Ms Daniel said the committee should have an announcement “soon” about their plans to sue the tech titan.

“We need to find a way to keep Big Tech’s thumb off the scale in our elections and our democracy, because they should not be able to suppress emails that we’re sending to people who asked for us to send these emails,” she added.

According to the RNC’s figures, between the days of 28 September and 30 September, the Silicon Valley titan has had emails from the committee sent to the spam folders of individuals’ inboxes who had opted in to emails from the Republican organisation.

For their part, Google has pushed back against the RNC chairwoman’s characterisation of their email server and has said that “politics or political affiliation play no role” in determining how communications are filtered.

“We enable political committees and other organizations to reach their constituents, donors, and key audiences via email. When Gmail users say that they don’t want to receive an email, we place the email in the spam folder, politics or political affiliation plays no role in this determination,” José Castañeda, a spokesperson for Google, said in an emailed statement to The Independent.

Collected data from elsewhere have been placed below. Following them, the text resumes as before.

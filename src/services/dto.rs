use serde::Deserialize;
use serde_json::Value;

use crate::store::{Document, Sort, SortOrder};

/// Field the services listing sorts on.
pub const PRICE_FIELD: &str = "servicePrice";

#[derive(Debug, Deserialize)]
pub struct ProviderQuery {
    pub email: Option<String>,
}

#[derive(Debug, Deserialize)]
pub struct SortQuery {
    #[serde(rename = "sortOrder")]
    pub sort_order: Option<String>,
}

impl SortQuery {
    /// `asc`/`desc` sort by price; anything else keeps insertion order.
    pub fn sort(&self) -> Option<Sort> {
        let order = match self.sort_order.as_deref() {
            Some("asc") => SortOrder::Asc,
            Some("desc") => SortOrder::Desc,
            _ => return None,
        };
        Some(Sort {
            field: PRICE_FIELD,
            order,
        })
    }
}

/// Body of `PUT /services/:id`. All six fields are written; an absent field
/// is stored as null. Other keys are ignored.
#[derive(Debug, Default, Deserialize)]
#[serde(rename_all = "camelCase")]
pub struct ServiceUpdate {
    pub service_name: Option<Value>,
    pub service_image: Option<Value>,
    pub service_area: Option<Value>,
    pub service_price: Option<Value>,
    pub service_description: Option<Value>,
    pub provider_email: Option<Value>,
}

impl ServiceUpdate {
    pub fn into_set(self) -> Document {
        [
            ("serviceName", self.service_name),
            ("serviceImage", self.service_image),
            ("serviceArea", self.service_area),
            (PRICE_FIELD, self.service_price),
            ("serviceDescription", self.service_description),
            ("providerEmail", self.provider_email),
        ]
        .into_iter()
        .map(|(key, value)| (key.to_string(), value.unwrap_or(Value::Null)))
        .collect()
    }
}
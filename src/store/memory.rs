use std::collections::HashMap;

use async_trait::async_trait;
use tokio::sync::RwLock;
use uuid::Uuid;

use super::filter::{compare_sort_keys, value_text};
use super::{
    strip_id, with_id, Collection, Document, DocumentStore, Filter, Sort, StoreError,
    UpdateOutcome,
};

/// In-process store with the same semantics as [`super::PgDocumentStore`].
#[derive(Default)]
pub struct MemoryStore {
    collections: RwLock<HashMap<Collection, Vec<(Uuid, Document)>>>,
}

impl MemoryStore {
    pub fn new() -> Self {
        Self::default()
    }
}

fn check_unique(
    collection: Collection,
    rows: &[(Uuid, Document)],
    skip: Option<Uuid>,
    doc: &Document,
) -> Result<(), StoreError> {
    let Some(field) = collection.unique_field() else {
        return Ok(());
    };
    let Some(wanted) = doc.get(field).and_then(value_text) else {
        return Ok(());
    };
    let taken = rows.iter().any(|(id, existing)| {
        Some(*id) != skip && existing.get(field).and_then(value_text).as_deref() == Some(wanted.as_str())
    });
    if taken {
        return Err(StoreError::Duplicate {
            collection: collection.name(),
            field,
        });
    }
    Ok(())
}

#[async_trait]
impl DocumentStore for MemoryStore {
    async fn find(
        &self,
        collection: Collection,
        filter: &Filter,
        sort: Option<&Sort>,
    ) -> Result<Vec<Document>, StoreError> {
        let guard = self.collections.read().await;
        let mut hits: Vec<&(Uuid, Document)> = guard
            .get(&collection)
            .map(|rows| rows.iter().filter(|(id, doc)| filter.matches(*id, doc)).collect())
            .unwrap_or_default();
        if let Some(sort) = sort {
            // stable: ties keep insertion order
            hits.sort_by(|(_, a), (_, b)| {
                compare_sort_keys(a.get(sort.field), b.get(sort.field), sort.order)
            });
        }
        Ok(hits
            .into_iter()
            .map(|(id, doc)| with_id(*id, doc.clone()))
            .collect())
    }

    async fn find_one(
        &self,
        collection: Collection,
        filter: &Filter,
    ) -> Result<Option<Document>, StoreError> {
        let guard = self.collections.read().await;
        Ok(guard.get(&collection).and_then(|rows| {
            rows.iter()
                .find(|(id, doc)| filter.matches(*id, doc))
                .map(|(id, doc)| with_id(*id, doc.clone()))
        }))
    }

    async fn insert_one(&self, collection: Collection, doc: Document) -> Result<Uuid, StoreError> {
        let doc = strip_id(doc);
        let mut guard = self.collections.write().await;
        let rows = guard.entry(collection).or_default();
        check_unique(collection, rows, None, &doc)?;
        let id = Uuid::new_v4();
        rows.push((id, doc));
        Ok(id)
    }

    async fn update_one(
        &self,
        collection: Collection,
        id: Uuid,
        set: Document,
        upsert: bool,
    ) -> Result<UpdateOutcome, StoreError> {
        let set = strip_id(set);
        let mut guard = self.collections.write().await;
        let rows = guard.entry(collection).or_default();

        if let Some(pos) = rows.iter().position(|(row_id, _)| *row_id == id) {
            let mut merged = rows[pos].1.clone();
            let mut changed = false;
            for (key, value) in set {
                if merged.get(&key) != Some(&value) {
                    merged.insert(key, value);
                    changed = true;
                }
            }
            if changed {
                check_unique(collection, rows, Some(id), &merged)?;
                rows[pos].1 = merged;
            }
            return Ok(UpdateOutcome {
                matched: 1,
                modified: u64::from(changed),
                upserted_id: None,
            });
        }

        if !upsert {
            return Ok(UpdateOutcome::default());
        }
        check_unique(collection, rows, None, &set)?;
        rows.push((id, set));
        Ok(UpdateOutcome {
            matched: 0,
            modified: 0,
            upserted_id: Some(id),
        })
    }

    async fn delete_one(&self, collection: Collection, id: Uuid) -> Result<u64, StoreError> {
        let mut guard = self.collections.write().await;
        let Some(rows) = guard.get_mut(&collection) else {
            return Ok(0);
        };
        match rows.iter().position(|(row_id, _)| *row_id == id) {
            Some(pos) => {
                rows.remove(pos);
                Ok(1)
            }
            None => Ok(0),
        }
    }

    async fn ping(&self) -> Result<(), StoreError> {
        Ok(())
    }

    async fn close(&self) {}
}

#[cfg(test)]
mod tests {
    use super::*;
    use crate::store::{SortOrder, ID_FIELD};
    use serde_json::{json, Value};

    fn doc(v: Value) -> Document {
        v.as_object().cloned().expect("object")
    }

    #[tokio::test]
    async fn insert_assigns_id_and_ignores_client_id() {
        let store = MemoryStore::new();
        let id = store
            .insert_one(Collection::Testimonials, doc(json!({"_id": "mine", "text": "great"})))
            .await
            .expect("insert");
        let found = store
            .find_one(Collection::Testimonials, &Filter::Id(id))
            .await
            .expect("find")
            .expect("present");
        assert_eq!(found[ID_FIELD], json!(id.to_string()));
        assert_eq!(found["text"], json!("great"));
    }

    #[tokio::test]
    async fn members_reject_duplicate_user_email() {
        let store = MemoryStore::new();
        store
            .insert_one(Collection::Members, doc(json!({"userEmail": "a@b.com"})))
            .await
            .expect("first insert");
        let err = store
            .insert_one(Collection::Members, doc(json!({"userEmail": "a@b.com", "plan": "gold"})))
            .await
            .unwrap_err();
        assert!(matches!(err, StoreError::Duplicate { field: "userEmail", .. }));
        let all = store.find(Collection::Members, &Filter::All, None).await.expect("find");
        assert_eq!(all.len(), 1);
    }

    #[tokio::test]
    async fn other_collections_allow_repeated_values() {
        let store = MemoryStore::new();
        for _ in 0..2 {
            store
                .insert_one(Collection::Bookings, doc(json!({"userEmail": "a@b.com"})))
                .await
                .expect("insert");
        }
        let all = store.find(Collection::Bookings, &Filter::All, None).await.expect("find");
        assert_eq!(all.len(), 2);
    }

    #[tokio::test]
    async fn update_reports_matched_and_modified() {
        let store = MemoryStore::new();
        let id = store
            .insert_one(Collection::Bookings, doc(json!({"status": "pending"})))
            .await
            .expect("insert");

        let same = store
            .update_one(Collection::Bookings, id, doc(json!({"status": "pending"})), false)
            .await
            .expect("update");
        assert_eq!(same, UpdateOutcome { matched: 1, modified: 0, upserted_id: None });

        let changed = store
            .update_one(Collection::Bookings, id, doc(json!({"status": "confirmed"})), false)
            .await
            .expect("update");
        assert_eq!(changed.modified, 1);

        let missing = store
            .update_one(Collection::Bookings, Uuid::new_v4(), doc(json!({"status": "x"})), false)
            .await
            .expect("update");
        assert_eq!(missing, UpdateOutcome::default());
    }

    #[tokio::test]
    async fn update_replaces_nested_values_with_subsets() {
        let store = MemoryStore::new();
        let id = store
            .insert_one(
                Collection::Services,
                doc(json!({"serviceArea": ["a", "b"], "meta": {"x": 1, "y": 2}})),
            )
            .await
            .expect("insert");

        let outcome = store
            .update_one(
                Collection::Services,
                id,
                doc(json!({"serviceArea": ["a"], "meta": {"x": 1}})),
                false,
            )
            .await
            .expect("update");
        assert_eq!(outcome.modified, 1);

        let found = store
            .find_one(Collection::Services, &Filter::Id(id))
            .await
            .expect("find")
            .expect("present");
        assert_eq!(found["serviceArea"], json!(["a"]));
        assert_eq!(found["meta"], json!({"x": 1}));
    }

    #[tokio::test]
    async fn upsert_creates_document_under_given_id() {
        let store = MemoryStore::new();
        let id = Uuid::new_v4();
        let outcome = store
            .update_one(Collection::Services, id, doc(json!({"serviceName": "Plumbing"})), true)
            .await
            .expect("upsert");
        assert_eq!(outcome.upserted_id, Some(id));
        let found = store
            .find_one(Collection::Services, &Filter::Id(id))
            .await
            .expect("find");
        assert!(found.is_some());
    }

    #[tokio::test]
    async fn delete_removes_once() {
        let store = MemoryStore::new();
        let id = store
            .insert_one(Collection::Services, doc(json!({})))
            .await
            .expect("insert");
        assert_eq!(store.delete_one(Collection::Services, id).await.expect("delete"), 1);
        assert_eq!(store.delete_one(Collection::Services, id).await.expect("delete"), 0);
    }

    #[tokio::test]
    async fn sort_is_stable_for_equal_keys() {
        let store = MemoryStore::new();
        for (name, price) in [("a", 5), ("b", 1), ("c", 5)] {
            store
                .insert_one(Collection::Services, doc(json!({"serviceName": name, "servicePrice": price})))
                .await
                .expect("insert");
        }
        let sort = Sort { field: "servicePrice", order: SortOrder::Desc };
        let rows = store
            .find(Collection::Services, &Filter::All, Some(&sort))
            .await
            .expect("find");
        let names: Vec<_> = rows.iter().map(|d| d["serviceName"].clone()).collect();
        assert_eq!(names, vec![json!("a"), json!("c"), json!("b")]);
    }
}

"We recently launched a Federal Election Commission approved pilot program with a small number of campaigns to study whether these changes improve the user experience during this election period. We will continue to listen and respond to feedback as the pilot progresses,” he added.

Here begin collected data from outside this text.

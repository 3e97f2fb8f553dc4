use crate::state::AppState;
use axum::Router;

mod claims;
mod dto;
pub(crate) mod extractors;
pub mod handlers;
pub mod jwt;

pub use extractors::AuthUser;

/// Name of the cookie carrying the signed token.
pub const TOKEN_COOKIE: &str = "token";

pub fn router() -> Router<AppState> {
    Router::new().merge(handlers::auth_routes())
}
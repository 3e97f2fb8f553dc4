use crate::config::AppConfig;
use crate::store::{DocumentStore, MemoryStore, PgDocumentStore};
use std::sync::Arc;

/// `DATABASE_URL` value selecting the in-process store instead of PostgreSQL.
pub const MEMORY_DATABASE_URL: &str = "memory:";

#[derive(Clone)]
pub struct AppState {
    pub store: Arc<dyn DocumentStore>,
    pub config: Arc<AppConfig>,
}

impl AppState {
    pub async fn init(config: AppConfig) -> anyhow::Result<Self> {
        if config.database_url == MEMORY_DATABASE_URL {
            tracing::warn!("using in-memory store; data is lost on shutdown");
            return Ok(Self::from_parts(Arc::new(MemoryStore::new()), Arc::new(config)));
        }

        let store = PgDocumentStore::connect(&config.database_url).await?;

        // Run migrations if present
        if let Err(e) = store.migrate().await {
            tracing::warn!(error = %e, "migration failed; continuing");
        }

        Ok(Self::from_parts(Arc::new(store), Arc::new(config)))
    }

    pub fn from_parts(store: Arc<dyn DocumentStore>, config: Arc<AppConfig>) -> Self {
        Self { store, config }
    }

    #[cfg(test)]
    pub fn fake() -> Self {
        let config = Arc::new(AppConfig {
            database_url: MEMORY_DATABASE_URL.into(),
            jwt: crate::config::JwtConfig {
                secret: "test".into(),
                issuer: "test-issuer".into(),
                audience: "test-aud".into(),
                ttl_minutes: 60,
            },
            host: "127.0.0.1".into(),
            port: 0,
            allowed_origins: vec!["http://localhost:5173".into()],
            production: false,
        });

        Self::from_parts(Arc::new(MemoryStore::new()), config)
    }
}
//! Career progression: player state, derived values, actions and timers

pub mod calculators;
pub mod engine;
pub mod feed;
pub mod notifications;
pub mod schedule;
pub mod state;

pub use calculators::TrendFit;
pub use engine::{CompletionSummary, Engine, PostOption};
pub use feed::{Feed, Post, PostOrigin};
pub use notifications::{AchievementEvent, FollowerGainEvent, GainSource, GameEvent, Notifications};
pub use schedule::{Scheduler, Task, TaskHandle};
pub use state::{Ownership, Perks, PlayerState, UpgradeLedger};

Ms McDaniel has been raising this concern with the tech giant for months, writing in June that she had spotted the trend of email engagement dropping at the end of each month – typically when the committee is doing callouts for “important donation days”.

“Big Tech’s bias is out of control. Every single month – for 7 months in a row – Google has systematically attacked the RNC’s email fundraising during important donation days at the end of the month. Our emails go from strong inbox delivery (90-100%) down to 0%,” tweeted Ms McDaniel in June.

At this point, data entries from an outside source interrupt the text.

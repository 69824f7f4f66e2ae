//! GamedIn - Entry Point
//!
//! Interactive terminal session. Commands are read from stdin while a pump
//! interval fires due timers in real time, so engagement, auto-posts and
//! achievements keep arriving between commands.

use std::io::Write;
use std::path::Path;
use std::time::Duration;

use gamedin::core::clock::SystemClock;
use gamedin::core::config::EngineConfig;
use gamedin::core::error::Result;
use gamedin::core::types::PostId;
use gamedin::data::GameData;
use gamedin::progression::{Engine, GameEvent, PostOption};

use tokio::io::{AsyncBufReadExt, BufReader};
use tokio::runtime::Runtime;
use tracing_subscriber::EnvFilter;

const DATA_PATH: &str = "data/game_data.toml";
const CONFIG_PATH: &str = "data/engine.toml";
const PUMP_INTERVAL: Duration = Duration::from_millis(100);

fn main() -> Result<()> {
    let filter = EnvFilter::try_from_default_env().unwrap_or_else(|_| EnvFilter::new("gamedin=info"));
    tracing_subscriber::fmt().with_env_filter(filter).init();

    tracing::info!("GamedIn starting...");

    let data = load_data()?;
    let config = load_config()?;
    let seed = rand::random::<u64>();

    let mut engine = Engine::new(data, config, SystemClock::new(), seed)?;
    engine.start();

    let rt = Runtime::new()?;
    rt.block_on(run_session(&mut engine))?;

    engine.shutdown();
    let state = engine.state();
    println!(
        "\nGoodbye! {} followers as {}.",
        state.followers,
        engine.current_level().title
    );
    Ok(())
}

fn load_data() -> Result<GameData> {
    let path = Path::new(DATA_PATH);
    if path.exists() {
        tracing::info!("Loading game data from {}", DATA_PATH);
        GameData::load_from_toml(path)
    } else {
        Ok(GameData::default())
    }
}

fn load_config() -> Result<EngineConfig> {
    let path = Path::new(CONFIG_PATH);
    if path.exists() {
        tracing::info!("Loading engine config from {}", CONFIG_PATH);
        EngineConfig::load_from_toml(path)
    } else {
        Ok(EngineConfig::default())
    }
}

async fn run_session(engine: &mut Engine) -> Result<()> {
    println!("\n=== GAMEDIN ===");
    println!("Climb from Intern to global domination, one post at a time.");
    print_help(engine.config());

    let mut lines = BufReader::new(tokio::io::stdin()).lines();
    let mut pump = tokio::time::interval(PUMP_INTERVAL);
    let mut options: Vec<PostOption> = Vec::new();

    prompt()?;
    loop {
        tokio::select! {
            _ = pump.tick() => {
                engine.run_due();
                let events = engine.drain_events();
                if !events.is_empty() {
                    for event in &events {
                        print_event(event);
                    }
                    prompt()?;
                }
            }
            line = lines.next_line() => {
                let Some(line) = line? else {
                    break;
                };
                if !handle_command(engine, line.trim(), &mut options) {
                    break;
                }
                for event in engine.drain_events() {
                    print_event(&event);
                }
                prompt()?;
            }
        }
    }
    Ok(())
}

/// Returns false when the session should end
fn handle_command(engine: &mut Engine, input: &str, options: &mut Vec<PostOption>) -> bool {
    let mut parts = input.split_whitespace();
    let Some(command) = parts.next() else {
        return true;
    };
    let arg = parts.next();

    match command {
        "quit" | "q" => return false,
        "help" | "h" => print_help(engine.config()),
        "status" | "s" => display_status(engine),
        "feed" | "f" => display_feed(engine),
        "shop" => display_shop(engine),
        "trends" => display_trends(engine),
        "like" | "comment" | "share" => {
            let Some(id) = arg.and_then(|a| a.parse::<u64>().ok()) else {
                println!("Usage: {} <post id>", command);
                return true;
            };
            let result = match command {
                "like" => engine.like_post(PostId(id)),
                "comment" => engine.comment_post(PostId(id)),
                _ => engine.share_post(PostId(id)),
            };
            match result {
                Ok(gained) => println!("+{} followers", gained),
                Err(e) => println!("Refused: {}", e),
            }
        }
        "batch" => match engine.batch_like() {
            Ok(n) => println!("Liked {} posts", n),
            Err(e) => println!("Refused: {}", e),
        },
        "buy" => match arg {
            Some(id) => match engine.purchase_upgrade(id) {
                Ok(()) => println!("Purchased {}", id),
                Err(e) => println!("Refused: {}", e),
            },
            None => println!("Usage: buy <upgrade id>"),
        },
        "post" | "p" => match arg.and_then(|a| a.parse::<usize>().ok()) {
            None => {
                *options = engine.post_options(3);
                for (i, option) in options.iter().enumerate() {
                    let topic = option
                        .topic
                        .as_ref()
                        .map(|t| format!(" {} {}", t.emoji, t.name))
                        .unwrap_or_default();
                    println!("  {}) [{}{}] {}", i + 1, option.category, topic, option.content);
                }
                println!("Choose with: post <n>   (cooldown: {})", engine.cooldown_text());
            }
            Some(choice) => {
                let Some(option) = choice.checked_sub(1).and_then(|i| options.get(i)).cloned() else {
                    println!("No such option; run `post` first");
                    return true;
                };
                match engine.create_post(option.category, option.content, option.topic) {
                    Ok(id) => {
                        println!("Published post {}", id.0);
                        options.clear();
                    }
                    Err(e) => println!("Refused: {}", e),
                }
            }
        },
        _ => println!("Unknown command. Type `help` for the list."),
    }
    true
}

fn prompt() -> Result<()> {
    print!("> ");
    std::io::stdout().flush()?;
    Ok(())
}

fn print_help(config: &EngineConfig) {
    println!("{}", help_text(config));
}

/// Command list with energy costs taken from the active config
fn help_text(config: &EngineConfig) -> String {
    [
        String::new(),
        "Commands:".to_string(),
        "  status / s          - Show your profile".to_string(),
        "  feed / f            - Show the feed".to_string(),
        format!("  like <id>           - Like a post ({} energy)", config.like_cost),
        format!("  comment <id>        - Comment on a post ({} energy)", config.comment_cost),
        format!("  share <id>          - Share a post ({} energy)", config.share_cost),
        format!(
            "  batch               - Like up to {} posts at once",
            config.batch_like_limit
        ),
        format!(
            "  post / p [n]        - List post ideas, or publish idea n ({} energy)",
            config.post_cost
        ),
        "  shop                - List upgrades".to_string(),
        "  buy <id>            - Buy an upgrade".to_string(),
        "  trends              - Show trending topics".to_string(),
        "  quit / q            - Exit".to_string(),
    ]
    .join("\n")
}

fn print_event(event: &GameEvent) {
    match event {
        GameEvent::FollowersGained { amount, source, .. } => {
            println!("  +{} followers ({})", amount, source);
        }
        GameEvent::WentViral { bonus, .. } => println!("  🔥 VIRAL! +{} followers", bonus),
        GameEvent::AchievementUnlocked { title, icon, .. } => println!("  {} {}", icon, title),
        GameEvent::Promoted { title, .. } => println!("  Promoted to {}", title),
        GameEvent::PostResolved {
            post_id,
            likes,
            comments,
            ..
        } => println!("  Post {} landed: {} likes, {} comments", post_id.0, likes, comments),
        GameEvent::AutoPostPublished { post_id, author, .. } => {
            println!("  New post {} from {}", post_id.0, author);
        }
        GameEvent::TrendsRotated { topics, .. } => println!("  Trending: {}", topics.join(", ")),
        GameEvent::ComboLapsed { .. } => {}
        GameEvent::Victory { elapsed_ms, .. } => {
            println!("\n=== GLOBAL DOMINATION ===");
            println!("Won in {}s", elapsed_ms / 1_000);
        }
    }
}

fn display_status(engine: &Engine) {
    let state = engine.state();
    let level = engine.current_level();
    println!();
    println!("{} {} - {}", level.icon, state.name, level.title);
    println!("  Followers: {}", state.followers);
    println!(
        "  Progress to {}: {:.1}%",
        engine.next_level().title,
        engine.level_progress()
    );
    println!(
        "  Energy: {}/{} (+{:.2})",
        state.energy, state.max_energy, state.fractional_energy
    );
    println!(
        "  Combo: {}  Streak: {}  Speed: {:.1}x",
        state.combo,
        state.streak,
        engine.speed_multiplier()
    );
    println!("  Post cooldown: {}", engine.cooldown_text());
    println!(
        "  Posts: {}  Likes: {}  Comments: {}",
        state.total_posts, state.total_likes, state.total_comments
    );
    if let Some(summary) = engine.completion_summary() {
        println!("  Completed in {}", summary.completion_time);
    }
    println!();
}

fn display_feed(engine: &Engine) {
    println!();
    for post in engine.feed().iter().take(10) {
        let marks = match (post.liked, post.commented) {
            (true, true) => " [liked, commented]",
            (true, false) => " [liked]",
            (false, true) => " [commented]",
            (false, false) => "",
        };
        println!("#{} {} ({}){}", post.id.0, post.author, post.role, marks);
        println!("    {}", post.content);
        if post.engagement_resolved {
            println!(
                "    {} likes  {} comments  {} shares",
                post.likes, post.comments, post.shares
            );
        } else {
            println!("    engagement pending...");
        }
    }
    println!();
}

fn display_shop(engine: &Engine) {
    println!();
    for upgrade in &engine.data().upgrades {
        let owned = engine.state().upgrades.count(&upgrade.id);
        let status = if engine.can_purchase(&upgrade.id) {
            "available"
        } else if owned > 0 && !upgrade.repeatable {
            "owned"
        } else {
            "locked"
        };
        println!(
            "{} {:<20} {:>4} energy  [{}, {}] {}",
            upgrade.icon, upgrade.id, upgrade.cost, upgrade.unlock_level, status, upgrade.description
        );
    }
    println!();
}

fn display_trends(engine: &Engine) {
    println!();
    for topic in engine.trending() {
        println!("  {} {} ({})", topic.emoji, topic.name, topic.category);
    }
    println!();
}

More recently, when Ms McDaniel said online that she’d noticed the trend for the 10th month in a row when email engagement began dropping at the end of September, she lashed out once more.

“This not only affects fundraising but get-out-the-vote efforts as well. We’re 40 days out from Election Day, we do not have transparency from Google, and we NEED a resolution immediately,” she tweeted on 29 September.

Though no paperwork has yet to be filed, Ms McDaniel is hardly the first US politician to take Google to court for overstepping what they perceive as an apolitical line.

In 2019, US presidential Democratic candidate Tusli Gabbard claimed that the tech company was infringing on her free speech after it temporarily suspended her campaign’s advertising account after a debate ahead of the 2020 election.

Similar to Ms McDaniel, Ms Gabbard alleged in the lawsuit – believed to be the first time a presidential candidate has sued a major technology firm – that emails from her campaign were being sent to the spam folders at a “disproportionately high rate” when compared to other Democratic candidates, the New York Times reported at the time.

For their part, Google responded to Ms Gabbard’s lawsuit back in 2019 by stating that the company relies on an automated system that flags unusual activity on advertiser accounts to prevent fraud.

“In this case, our system triggered a suspension and the account was reinstated shortly thereafter,” said Jose Castaneda, a spokesman for Google, to the Times. “We are proud to offer ad products that help campaigns connect directly with voters, and we do so without bias toward any party or political ideology.”